SAX and delayed entity loading

Chris Maden crism at oreilly.com
Thu Dec 3 23:59:52 GMT 1998


I suspect this is going to be long-winded, mostly because I'm replying
to Eliot.  So a summary:

MIME types or notations eventually come down to a magic word of some
sort.  MIME types work now; notations don't yet.

I want a notation to make it *go*, not tell me what to read to make
something to make it go.  Since we're not all using the same
programming language, magic cookies are the only workable solution;
MIME combines this with robust, well-defined fallback behavior.

[W. Eliot Kimber]
> Unless I've misunderstood something, a MIME type is still an
> indirection to the definition of that MIME type.

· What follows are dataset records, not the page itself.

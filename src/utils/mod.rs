//! Utility functions module
//!
//! This module contains utility functions used throughout the application.

pub mod signals;

// Re-export main functions
pub use signals::shutdown_signal;
//! Storage backend trait.
//!
//! Decouples the snippet store, preferences and autosave from where the
//! strings actually live.

/// Error types for storage operations
#[derive(Debug, Clone, PartialEq, Eq, thiserror::Error)]
pub enum StorageError {
    /// Storage cannot be read or written (permissions, missing directory, disk full)
    #[error("Storage unavailable: {0}")]
    Unavailable(String),
    /// The backing data exists but cannot be parsed
    #[error("Storage data is corrupt: {0}")]
    Corrupt(String),
}

/// Backend trait for flat string key-value storage.
///
/// Implementations must be shareable with the autosave worker thread.
pub trait KeyValueStore: Send + Sync {
    /// Read the value stored under `key`, `None` if absent.
    fn get(&self, key: &str) -> Result<Option<String>, StorageError>;

    /// Store `value` under `key`, replacing any previous value.
    fn set(&self, key: &str, value: &str) -> Result<(), StorageError>;

    /// Remove `key`. Removing an absent key is not an error.
    fn remove(&self, key: &str) -> Result<(), StorageError>;
}
// Editing commands offered by the toolbar: date stamp and case toggling

use super::{EditorError, EditorSurface, Selection};
use crate::util::date::date_stamp;
use chrono::NaiveDateTime;

/// Replace the selection with a `dd/mm/yyyy HH:MM - ` stamp and put the caret after it.
pub fn insert_date<S: EditorSurface + ?Sized>(
    surface: &mut S,
    now: &NaiveDateTime,
) -> Result<(), EditorError> {
    let stamp = date_stamp(now);
    let selection = surface.selection();
    surface.replace_range(selection.from(), selection.to(), &stamp)?;
    surface.set_selection(Selection::cursor(selection.from() + stamp.len()))
}

/// Cycle the case of `text`: upper -> lower -> capitalized words -> upper.
pub fn toggle_case_text(text: &str) -> String {
    let upper = text.to_uppercase();
    let lower = text.to_lowercase();

    if text == upper && text != lower {
        lower
    } else if text == lower {
        let mut out = String::with_capacity(text.len());
        let mut after_letter = false;
        for c in text.chars() {
            if c.is_alphabetic() && !after_letter {
                out.extend(c.to_uppercase());
            } else {
                out.push(c);
            }
            after_letter = c.is_alphabetic();
        }
        out
    } else {
        upper
    }
}

/// Toggle the case of the selection, or of the whole document when the
/// selection is empty. A non-empty selection stays selected over the new text.
///
/// Returns false when there was nothing to change.
pub fn toggle_case<S: EditorSurface + ?Sized>(surface: &mut S) -> Result<bool, EditorError> {
    let selection = surface.selection();
    let (from, to) = if selection.is_empty() {
        (0, surface.text().len())
    } else {
        (selection.from(), selection.to())
    };
    if from == to {
        return Ok(false);
    }

    let replaced = toggle_case_text(&surface.text()[from..to]);
    surface.replace_range(from, to, &replaced)?;
    if !selection.is_empty() {
        surface.set_selection(Selection::range(from, from + replaced.len()))?;
    }
    Ok(true)
}

#[cfg(test)]
#[path = "commands_test.rs"]
mod tests;
// Tests for the storage module's public API

use super::*;

#[test]
fn test_key_value_store_is_object_safe() {
    fn _takes_dyn(_: &dyn KeyValueStore) {}
}

#[test]
fn test_keys_are_distinct() {
    let all = [keys::CONTENT, keys::SNIPPETS, keys::THEME, keys::VIM, keys::SIDEBAR];
    for (i, a) in all.iter().enumerate() {
        for b in &all[i + 1..] {
            assert_ne!(a, b);
        }
    }
}

#[test]
fn test_storage_error_messages() {
    let err = StorageError::Unavailable("quota exceeded".to_string());
    assert!(err.to_string().contains("quota exceeded"));
    let err = StorageError::Corrupt("expected value".to_string());
    assert!(err.to_string().contains("corrupt"));
}
// Tests for FileStore
// Test cases:
// - Missing file opens as empty store
// - Values persist across reopen
// - Malformed file fails with Corrupt
// - Failed write leaves cached values untouched

use super::*;
use tempfile::TempDir;

fn create_test_store() -> (FileStore, TempDir) {
    let temp_dir = TempDir::new().unwrap();
    let path = temp_dir.path().join("storage.json");
    let store = FileStore::open(path).unwrap();
    (store, temp_dir)
}

#[test]
fn test_missing_file_is_empty() {
    let (store, _temp_dir) = create_test_store();
    assert_eq!(store.get("anything").unwrap(), None);
}

#[test]
fn test_values_persist_across_reopen() {
    let temp_dir = TempDir::new().unwrap();
    let path = temp_dir.path().join("nested").join("storage.json");

    {
        let store = FileStore::open(path.clone()).unwrap();
        store.set("med_editor_theme", "dark").unwrap();
        store.set("med_editor_content", "linha 1\nlinha 2").unwrap();
        store.set("gone", "x").unwrap();
        store.remove("gone").unwrap();
    }

    let reopened = FileStore::open(path).unwrap();
    assert_eq!(reopened.get("med_editor_theme").unwrap(), Some("dark".to_string()));
    assert_eq!(
        reopened.get("med_editor_content").unwrap(),
        Some("linha 1\nlinha 2".to_string())
    );
    assert_eq!(reopened.get("gone").unwrap(), None);
}

#[test]
fn test_no_temp_file_left_behind() {
    let (store, temp_dir) = create_test_store();
    store.set("k", "v").unwrap();
    assert!(!temp_dir.path().join("storage.tmp").exists());
    assert!(temp_dir.path().join("storage.json").exists());
}

#[test]
fn test_malformed_file_is_corrupt() {
    let temp_dir = TempDir::new().unwrap();
    let path = temp_dir.path().join("storage.json");
    fs::write(&path, "[1, 2, 3]").unwrap();

    let result = FileStore::open(path);
    assert!(matches!(result, Err(StorageError::Corrupt(_))));
}

#[test]
fn test_empty_file_is_empty_store() {
    let temp_dir = TempDir::new().unwrap();
    let path = temp_dir.path().join("storage.json");
    fs::write(&path, "").unwrap();

    let store = FileStore::open(path).unwrap();
    assert_eq!(store.get("k").unwrap(), None);
}

#[test]
fn test_failed_write_keeps_previous_values() {
    let temp_dir = TempDir::new().unwrap();
    // Parent "directory" is a regular file, so every write fails
    let blocker = temp_dir.path().join("blocker");
    fs::write(&blocker, "").unwrap();
    let store = FileStore::open(blocker.join("storage.json")).unwrap();

    let result = store.set("k", "v");
    assert!(matches!(result, Err(StorageError::Unavailable(_))));
    assert_eq!(store.get("k").unwrap(), None);
}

In the epistemological sense, yes.  In the real world, though, it's a
key into a hash of handlers in your software.  And since the list of
keys is well-known, the success rate of using a given key is pretty
good.

> I.e., "text/xml" is a pointer to the RFC that establishes that MIME
> type. But then a problem is: where do I got to figure out what RFC a
> given MIME type maps to?

You go to the IANA, the designated authority for MIME.  When you get a
public notation identifier, where do you go?  Oops... there was a
ten-year delay in establishing a registry, and now the one registrar
has about eight owners registered, of which one (the ISO) already had
a formal reference mechanism.

So you can get a catalog that resolves the public identifier to...
what?  A DLL?  A Java class?  That's portable.  The indirection keeps
getting pushed farther down the line.  MIME says, "This is the list of
things.  Here's what they are.  If you implement this thing, this is
the name to look for."  It's a magic cookie system, but it's a robust
one that works very, very well.

> What if the MIME type is an "x-*" MIME type, what do I do then?
> Note that the external ID for a notation could, in theory be a MIME
> type:
> 
> <!NOTATION xml SYSTEM "urn:mime:text/xml" >

Early in XML's development, there was talk up at the formalism level
that system identifiers were HyTime FSIs, but only <url> FSIs were
allowed, and were the default, so the <url> tag was omitted.  This
left room for expansion into other system identifier types.  I argued
that the default for notation system identifiers should be treated
similarly, but the default should be <mimetype>, allowing

<!NOTATION xml SYSTEM "text/xml">

> The short answer is that they are a highly general way to associate
> data objects with the definition of the rules that governs the
> interpretation of that data object.

I like the phrase "highly general way".  HyTime is a highly general
way to associate any piece of information in any format anywhere in
the world with any other piece of information in any format anywhere
in the world.  And about six people actually understand it, and three
of them have been institutionalized from the shock.  (HyTime II is
much better, thank you, Eliot.)

In other words, it's so general that it's useless.  It can be made
useful with certain user conventions, like that the public identifier
is treated as a magic string that is just known, or that the system
identifier is a piece of software usable within a closed system.  But
otherwise, it's like SGML without a stylesheet standard, or public
identifiers without a resolution mechanism.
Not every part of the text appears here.